- _The data_:
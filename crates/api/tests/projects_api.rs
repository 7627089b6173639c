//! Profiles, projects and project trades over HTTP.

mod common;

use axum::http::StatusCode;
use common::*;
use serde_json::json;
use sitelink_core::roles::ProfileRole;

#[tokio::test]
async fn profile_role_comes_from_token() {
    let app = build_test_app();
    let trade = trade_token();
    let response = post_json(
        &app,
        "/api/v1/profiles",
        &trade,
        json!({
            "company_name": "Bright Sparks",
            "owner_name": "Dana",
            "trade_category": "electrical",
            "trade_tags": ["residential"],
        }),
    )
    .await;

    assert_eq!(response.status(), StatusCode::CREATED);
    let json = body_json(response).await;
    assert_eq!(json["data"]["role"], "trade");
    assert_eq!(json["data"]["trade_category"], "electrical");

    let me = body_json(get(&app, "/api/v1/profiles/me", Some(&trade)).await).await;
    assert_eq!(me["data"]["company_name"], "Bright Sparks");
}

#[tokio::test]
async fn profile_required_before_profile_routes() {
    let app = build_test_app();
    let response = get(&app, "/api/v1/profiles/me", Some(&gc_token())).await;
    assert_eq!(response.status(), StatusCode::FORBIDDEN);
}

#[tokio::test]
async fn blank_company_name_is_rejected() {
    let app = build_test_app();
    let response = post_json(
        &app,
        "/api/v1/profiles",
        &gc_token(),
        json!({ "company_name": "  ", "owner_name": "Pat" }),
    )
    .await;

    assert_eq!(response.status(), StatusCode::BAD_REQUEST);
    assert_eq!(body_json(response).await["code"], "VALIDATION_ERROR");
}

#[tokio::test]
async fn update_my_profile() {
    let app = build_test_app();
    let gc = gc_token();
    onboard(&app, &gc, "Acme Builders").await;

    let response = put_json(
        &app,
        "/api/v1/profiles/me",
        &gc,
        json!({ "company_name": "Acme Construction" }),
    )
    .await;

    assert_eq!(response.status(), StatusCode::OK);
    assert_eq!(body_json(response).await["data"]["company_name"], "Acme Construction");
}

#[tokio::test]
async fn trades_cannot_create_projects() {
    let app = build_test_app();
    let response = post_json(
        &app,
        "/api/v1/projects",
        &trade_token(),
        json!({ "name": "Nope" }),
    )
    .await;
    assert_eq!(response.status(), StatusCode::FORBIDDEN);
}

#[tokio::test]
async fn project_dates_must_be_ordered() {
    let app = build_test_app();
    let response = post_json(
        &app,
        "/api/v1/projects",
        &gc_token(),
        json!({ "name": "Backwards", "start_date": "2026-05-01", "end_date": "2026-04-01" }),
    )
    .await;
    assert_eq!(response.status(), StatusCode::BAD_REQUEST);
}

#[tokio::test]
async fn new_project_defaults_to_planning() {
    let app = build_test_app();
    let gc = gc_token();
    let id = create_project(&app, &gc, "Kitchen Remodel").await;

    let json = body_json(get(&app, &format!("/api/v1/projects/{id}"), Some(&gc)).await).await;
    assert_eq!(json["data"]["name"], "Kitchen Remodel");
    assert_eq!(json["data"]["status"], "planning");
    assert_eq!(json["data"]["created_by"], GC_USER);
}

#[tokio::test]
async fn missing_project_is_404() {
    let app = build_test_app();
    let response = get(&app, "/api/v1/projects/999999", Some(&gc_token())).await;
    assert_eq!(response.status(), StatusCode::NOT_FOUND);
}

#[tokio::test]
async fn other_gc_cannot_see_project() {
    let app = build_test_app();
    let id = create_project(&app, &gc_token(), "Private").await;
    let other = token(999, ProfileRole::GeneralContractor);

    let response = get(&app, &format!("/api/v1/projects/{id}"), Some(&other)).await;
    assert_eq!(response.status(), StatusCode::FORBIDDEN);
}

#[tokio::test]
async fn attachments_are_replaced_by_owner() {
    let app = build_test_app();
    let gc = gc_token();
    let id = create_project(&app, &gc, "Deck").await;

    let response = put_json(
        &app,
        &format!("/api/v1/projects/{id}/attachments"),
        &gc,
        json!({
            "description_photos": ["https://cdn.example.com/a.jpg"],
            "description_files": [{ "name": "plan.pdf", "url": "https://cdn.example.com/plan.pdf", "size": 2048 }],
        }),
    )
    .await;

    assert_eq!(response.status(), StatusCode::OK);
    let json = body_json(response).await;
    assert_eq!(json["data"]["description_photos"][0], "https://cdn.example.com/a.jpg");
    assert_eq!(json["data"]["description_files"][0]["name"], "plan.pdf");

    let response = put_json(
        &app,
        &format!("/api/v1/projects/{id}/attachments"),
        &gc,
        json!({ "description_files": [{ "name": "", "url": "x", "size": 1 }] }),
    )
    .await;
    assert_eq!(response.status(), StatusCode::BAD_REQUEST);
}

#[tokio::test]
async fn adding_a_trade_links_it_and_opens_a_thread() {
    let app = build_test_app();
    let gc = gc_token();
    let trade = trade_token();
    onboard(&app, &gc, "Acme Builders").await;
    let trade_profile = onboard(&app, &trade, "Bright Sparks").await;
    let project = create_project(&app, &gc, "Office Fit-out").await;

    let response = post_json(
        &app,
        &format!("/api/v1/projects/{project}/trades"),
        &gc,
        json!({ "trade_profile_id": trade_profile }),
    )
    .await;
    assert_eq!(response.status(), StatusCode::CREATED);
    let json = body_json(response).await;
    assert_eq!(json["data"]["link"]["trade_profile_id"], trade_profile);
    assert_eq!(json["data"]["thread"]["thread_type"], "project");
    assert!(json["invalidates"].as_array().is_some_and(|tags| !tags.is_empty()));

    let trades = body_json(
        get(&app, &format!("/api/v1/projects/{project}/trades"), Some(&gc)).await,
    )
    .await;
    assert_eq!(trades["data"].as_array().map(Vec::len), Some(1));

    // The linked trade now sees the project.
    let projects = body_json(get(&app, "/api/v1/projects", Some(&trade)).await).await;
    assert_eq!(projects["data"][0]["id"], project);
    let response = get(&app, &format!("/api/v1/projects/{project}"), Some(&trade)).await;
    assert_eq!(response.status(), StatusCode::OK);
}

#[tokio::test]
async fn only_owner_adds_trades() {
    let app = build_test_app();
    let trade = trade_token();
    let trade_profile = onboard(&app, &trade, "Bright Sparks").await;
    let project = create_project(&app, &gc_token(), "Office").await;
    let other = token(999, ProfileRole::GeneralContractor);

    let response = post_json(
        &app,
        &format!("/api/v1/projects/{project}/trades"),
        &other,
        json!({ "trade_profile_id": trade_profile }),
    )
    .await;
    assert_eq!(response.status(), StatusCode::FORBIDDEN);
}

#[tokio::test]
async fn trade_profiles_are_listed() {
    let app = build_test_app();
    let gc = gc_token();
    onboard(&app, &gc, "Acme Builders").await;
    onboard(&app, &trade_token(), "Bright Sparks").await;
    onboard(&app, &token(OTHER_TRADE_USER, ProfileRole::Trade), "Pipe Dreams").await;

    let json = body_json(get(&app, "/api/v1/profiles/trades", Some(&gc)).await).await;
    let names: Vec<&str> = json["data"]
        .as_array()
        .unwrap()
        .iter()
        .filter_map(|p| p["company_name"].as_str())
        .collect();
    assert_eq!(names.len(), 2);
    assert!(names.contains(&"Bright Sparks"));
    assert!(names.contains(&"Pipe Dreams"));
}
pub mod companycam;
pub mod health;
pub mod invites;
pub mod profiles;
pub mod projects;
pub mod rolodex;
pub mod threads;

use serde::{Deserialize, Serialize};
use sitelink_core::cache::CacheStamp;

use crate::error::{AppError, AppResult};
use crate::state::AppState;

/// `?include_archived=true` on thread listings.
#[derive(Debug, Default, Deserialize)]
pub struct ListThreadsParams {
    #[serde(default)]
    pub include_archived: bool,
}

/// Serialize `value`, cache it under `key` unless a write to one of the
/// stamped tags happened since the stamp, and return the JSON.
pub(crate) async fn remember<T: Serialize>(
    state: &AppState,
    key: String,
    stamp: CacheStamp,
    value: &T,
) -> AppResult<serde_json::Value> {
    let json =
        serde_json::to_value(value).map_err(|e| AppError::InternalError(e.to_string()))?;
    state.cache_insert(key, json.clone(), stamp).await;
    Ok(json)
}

- _What you need to do_: From the entries above, select each line containing the string "AppState".

- _Response for this exercise_:
use crate::state::AppState;
    state: &AppState,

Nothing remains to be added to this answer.